3. Precedent isn’t perfect

Abortion rights demonstrators
Supporters of abortion rights demonstrate at the Supreme Court in response to the Dobbs v. Jackson Women's Health Organization ruling. (Brandon Bell/Getty Images)

…When one of our constitutional decisions goes astray, the country is usually stuck with the bad decision unless we correct our own mistake. An erroneous constitutional decision can be fixed by amending the Constitution, but our Constitution is notoriously hard to amend. Therefore, in appropriate circumstances we must be willing to reconsider and, if necessary, overrule constitutional decisions.

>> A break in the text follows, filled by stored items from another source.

use clap::{App, Arg};

use wpc_core::bits::{bits_to_word, Bit, Word};
use wpc_core::circuit::{PortCollection, PortID};
use wpc_core::components::{Component, ConstantRegister};
use wpc_core::designs::{
    DdsWave, DeltaSigmaWave, PopCounter, PwmWave, SawtoothWave, ShiftRegister, SquareWave, Tff,
    TriangleWave, WAVE_PRESCALE_BITS,
};
use wpc_core::popcount;
use wpc_core::sim::Tracer;

/// Cycles between two printed samples of the prescaled waveform demos: one
/// ramp step of the generators.
const WAVE_SAMPLE_CYCLES: u32 = 1 << WAVE_PRESCALE_BITS;

fn main() {
    let matches = App::new("wpc-demos")
        .about("Simulates the bundled logic designs and prints their traces")
        .arg(
            Arg::with_name("demo")
                .required(true)
                .possible_values(&[
                    "popcount",
                    "tff",
                    "shift",
                    "square",
                    "sawtooth",
                    "triangle",
                    "pwm",
                    "deltasigma",
                    "dds",
                ])
                .help("Design to simulate"),
        )
        .arg(
            Arg::with_name("cycles")
                .long("cycles")
                .short("c")
                .takes_value(true)
                .default_value("32")
                .help("Number of samples (or cycles, for the per-cycle demos) to print"),
        )
        .arg(
            Arg::with_name("input")
                .long("input")
                .short("i")
                .takes_value(true)
                .default_value("10110100")
                .help("Bit pattern for the popcount and shift demos"),
        )
        .get_matches();

    let demo = matches.value_of("demo").unwrap();
    let cycles = matches.value_of("cycles").unwrap();
    let input = matches.value_of("input").unwrap();

    if let Err(message) = run_demo(demo, cycles, input) {
        eprintln!("error: {}", message);
        std::process::exit(1);
    }
}

fn run_demo(demo: &str, cycles: &str, input: &str) -> Result<(), String> {
    let cycles: u32 = cycles
        .parse()
        .map_err(|_| format!("Invalid cycle count: {}", cycles))?;
    let input_bits = parse_bits(input)?;

    match demo {
        "popcount" => demo_popcount(&input_bits),
        "tff" => demo_tff(cycles),
        "shift" => demo_shift(&input_bits),
        "square" => demo_square(cycles),
        "sawtooth" => demo_sawtooth(cycles),
        "triangle" => demo_triangle(cycles),
        "pwm" => demo_pwm(cycles),
        "deltasigma" => demo_delta_sigma(cycles),
        "dds" => demo_dds(cycles),
        _ => return Err(format!("Unrecognized demo: {}", demo)),
    }

    Ok(())
}

fn parse_bits(text: &str) -> Result<Vec<Bit>, String> {
    text.chars()
        .map(|c| match c {
            '0' => Ok(false),
            '1' => Ok(true),
            _ => Err(format!("Invalid bit '{}' in input pattern", c)),
        })
        .collect()
}

fn print_sample(cycle: u64, value: Word) {
    let bar = "#".repeat((value / 4) as usize);
    println!("{:7}  {:3}  {}", cycle, value, bar);
}

fn print_bit_sample(cycle: u64, value: Word) {
    let glyph = if value != 0 { '#' } else { '_' };
    println!("{:7}  {}", cycle, glyph);
}

/// Wires the input pattern to constant registers, settles the reduction
/// network in a single cycle, and prints the surviving weight columns next
/// to the functional count.
fn demo_popcount(input: &[Bit]) {
    let mut port_collection = PortCollection::new();

    let mut regs: Vec<ConstantRegister> = input
        .iter()
        .enumerate()
        .map(|(i, bit)| {
            ConstantRegister::new(&mut port_collection, 1, *bit as Word, format!("in_{}", i))
        })
        .collect();
    let input_ports: Vec<PortID> = regs.iter().map(|reg| reg.output_port).collect();

    let mut pop = PopCounter::new(&mut port_collection, &input_ports, String::from("pop"));

    for reg in regs.iter_mut() {
        reg.process_cycle(&mut port_collection);
    }
    pop.process_cycle(&mut port_collection);

    println!("input:       {} bits", input.len());
    println!("compressors: {}", pop.num_compressors());
    println!("stages:      {}", pop.num_stages());

    for (weight, port) in pop.output_ports().iter().enumerate() {
        println!(
            "weight 2^{}:  {}",
            weight,
            port_collection.get_port_data(*port)
        );
    }

    println!("count:       {}", pop.count(&port_collection));
    println!(
        "functional:  {}",
        bits_to_word(&popcount::popcount(input))
    );
}

fn demo_tff(cycles: u32) {
    let mut port_collection = PortCollection::new();

    let mut toggle = ConstantRegister::new(&mut port_collection, 1, 1, String::from("t"));
    let mut tff = Tff::new(&mut port_collection, toggle.output_port, String::from("tff"));

    toggle.process_cycle(&mut port_collection);

    for cycle in 0..cycles {
        tff.process_cycle(&mut port_collection);
        print_bit_sample(
            cycle as u64,
            port_collection.get_port_data(tff.output_port),
        );
    }
}

fn demo_shift(pattern: &[Bit]) {
    let mut port_collection = PortCollection::new();

    let mut serial = ConstantRegister::new(&mut port_collection, 1, 0, String::from("si"));
    let mut enable = ConstantRegister::new(&mut port_collection, 1, 1, String::from("ce"));

    let mut sipo = ShiftRegister::new(
        &mut port_collection,
        8,
        serial.output_port,
        enable.output_port,
        String::from("sipo"),
    );

    enable.process_cycle(&mut port_collection);

    for bit in pattern {
        serial.constant_value = *bit as Word;
        serial.process_cycle(&mut port_collection);
        sipo.process_cycle(&mut port_collection);

        println!(
            "in: {}  taps: {:08b}  serial out: {}",
            *bit as Word,
            sipo.parallel_output(&port_collection),
            port_collection.get_port_data(sipo.serial_output_port)
        );
    }
}

fn demo_square(samples: u32) {
    let mut tracer = Tracer::new(|ports| SquareWave::new(ports, String::from("sq")));
    let out = tracer.design().output_port;

    for _ in 0..samples {
        tracer.run(WAVE_SAMPLE_CYCLES);
        print_bit_sample(tracer.cycle(), tracer.peek(out));
    }
}

fn demo_sawtooth(samples: u32) {
    let mut tracer = Tracer::new(|ports| SawtoothWave::new(ports, String::from("saw")));
    let out = tracer.design().output_port;

    for _ in 0..samples {
        tracer.run(WAVE_SAMPLE_CYCLES);
        print_sample(tracer.cycle(), tracer.peek(out));
    }
}

fn demo_triangle(samples: u32) {
    let mut tracer = Tracer::new(|ports| TriangleWave::new(ports, String::from("tri")));
    let out = tracer.design().output_port;

    for _ in 0..samples {
        tracer.run(WAVE_SAMPLE_CYCLES);
        print_sample(tracer.cycle(), tracer.peek(out));
    }
}

fn demo_pwm(samples: u32) {
    let mut tracer = Tracer::new(|ports| PwmWave::new(ports, 64, String::from("pwm")));
    let out = tracer.design().output_port;

    for _ in 0..samples {
        tracer.run(WAVE_SAMPLE_CYCLES);
        print_bit_sample(tracer.cycle(), tracer.peek(out));
    }
}

fn demo_delta_sigma(cycles: u32) {
    let mut tracer = Tracer::new(|ports| DeltaSigmaWave::new(ports, 0x4000, String::from("dsm")));
    let out = tracer.design().output_port;

    for _ in 0..cycles {
        tracer.tick();
        print_bit_sample(tracer.cycle(), tracer.peek(out));
    }
}

fn demo_dds(samples: u32) {
    let mut tracer = Tracer::new(|ports| DdsWave::new(ports, String::from("dds")));
    let out = tracer.design().output_port;

    for _ in 0..samples {
        tracer.run(WAVE_SAMPLE_CYCLES);
        print_sample(tracer.cycle(), tracer.peek(out));
    }
}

Voicing respect for precedent has become something of a ritual for Supreme Court nominees, an assurance that there is no need to worry about the kind of judicial activism both sides decry.

“Judges are like umpires,” Chief Justice John Roberts said during his 2005 confirmation hearing. “Umpires don’t make the rules; they apply them. The role of an umpire and a judge is critical. They make sure everybody plays by the rules. But it is a limited role.”

But in overturning Roe v. Wade, the conservatives made the argument that sometimes precedent (stare decisis, a Latin term for letting a ruling stand) is an imperfect guide to the present.